In studies conducted on deer movement in eastern Illinois and northern Missouri, 70% of bucks dispersed from their birth range by age 1.5. In eastern Illinois, dispersal averaged 24 miles. In Missouri, bucks dispersed shorter distances, averaging nine miles. However, as Ozoga found, some of the bucks in the Missouri studies dispersed more than 100 miles.
In any case, unless you own at least several thousand acres of prime deer habitat, a buck you see on your property as a fawn stands little chance of ranging on your property as an adult.
“Buck fawns are big dispersers,” Hansen said. “If you want to produce larger age classes on your property, buck fawns are the most expendable animals.”
Record Books Don’t Lie
It stands to reason if states with high antlerless harvests were actually killing excessive buck fawns, those states would yield proportionately fewer record-class bucks. However, B&C and P&Y record-book entries from the past 20 years refute this.
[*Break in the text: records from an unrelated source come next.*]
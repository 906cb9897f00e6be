//! netdev add/del/vlan/up/down - link changes.

use clap::Args;
use netdevice::netlink::{Connection, Protocol, VLAN_ID_MAX};
use netdevice::util::IfreqProbe;
use netdevice::Config;

#[derive(Args)]
pub struct AddCmd {
    /// Interface name.
    name: String,

    /// Link kind (e.g. vcan, dummy).
    #[arg(default_value = "vcan")]
    kind: String,
}

impl AddCmd {
    pub async fn run(self, config: &Config) -> anyhow::Result<()> {
        let conn = Connection::with_config(Protocol::Route, 0, config)?;
        conn.add_link(&self.name, &self.kind).await?;
        Ok(())
    }
}

#[derive(Args)]
pub struct DelCmd {
    /// Interface name.
    name: String,
}

impl DelCmd {
    pub async fn run(self, config: &Config) -> anyhow::Result<()> {
        let conn = Connection::with_config(Protocol::Route, 0, config)?;
        conn.del_link(&self.name).await?;
        Ok(())
    }
}

#[derive(Args)]
pub struct VlanCmd {
    /// Parent interface.
    parent: String,

    /// VLAN ID.
    #[arg(value_parser = clap::value_parser!(u16).range(1..=VLAN_ID_MAX as i64))]
    id: u16,
}

impl VlanCmd {
    pub async fn run(self, config: &Config) -> anyhow::Result<()> {
        let conn = Connection::with_config(Protocol::Route, 0, config)?;
        let name = conn.add_vlan(&self.parent, self.id).await?;
        println!("{}", name);
        Ok(())
    }
}

#[derive(Args)]
pub struct StateCmd {
    /// Interface name.
    name: String,

    /// Use SIOCSIFFLAGS instead of netlink.
    #[arg(long)]
    ioctl: bool,
}

impl StateCmd {
    pub async fn run(self, config: &Config, up: bool) -> anyhow::Result<()> {
        if self.ioctl {
            let probe = IfreqProbe::from_config(config);
            if up {
                probe.set_up(&self.name)?;
            } else {
                probe.set_down(&self.name)?;
            }
            return Ok(());
        }

        let conn = Connection::with_config(Protocol::Route, 0, config)?;
        conn.set_link_state(&self.name, up).await?;
        Ok(())
    }
}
For example, despite years of relatively high antlerless harvests, 24 Wisconsin counties rank among the top 50 P&Y-producing counties nationwide. Six of those counties rank among the Top 10, and all of them — Buffalo, Dane, Waukesha, Columbia, Sauk, Trempealeau and Waupaca counties — have had intense antlerless-only hunting.
Conclusion
In a perfect world, hunters would kill at least 25% more does and doe fawns and would refrain from killing buck fawns. If that happened, more bucks would reach maturity, herds would have more balanced adult-doe-to-antlered-buck ratios and deer numbers would be better suited with the habitat’s ability to support them. However, as harvest records in several states have proven, that’s a tall — if not impossible — order.
Hunters almost always shoot too few deer, and their hesitation to shoot antlerless deer out of fear of killing buck fawns invariably decreases antlerless harvests. As a result, deer herds swell even larger, increasing disease risks, damaging deer range and hurting sex and age ratios.
Fortunately, the facts show the buck fawn kills that unavoidably accompany heavy antlerless harvests aren’t nearly as high as commonly thought, and do little or no harm to hunting prospects, QDM agendas and adult buck populations.
Considering these facts, the message seems clear: Deer herds don’t require pampering to produce adequate numbers of adult bucks.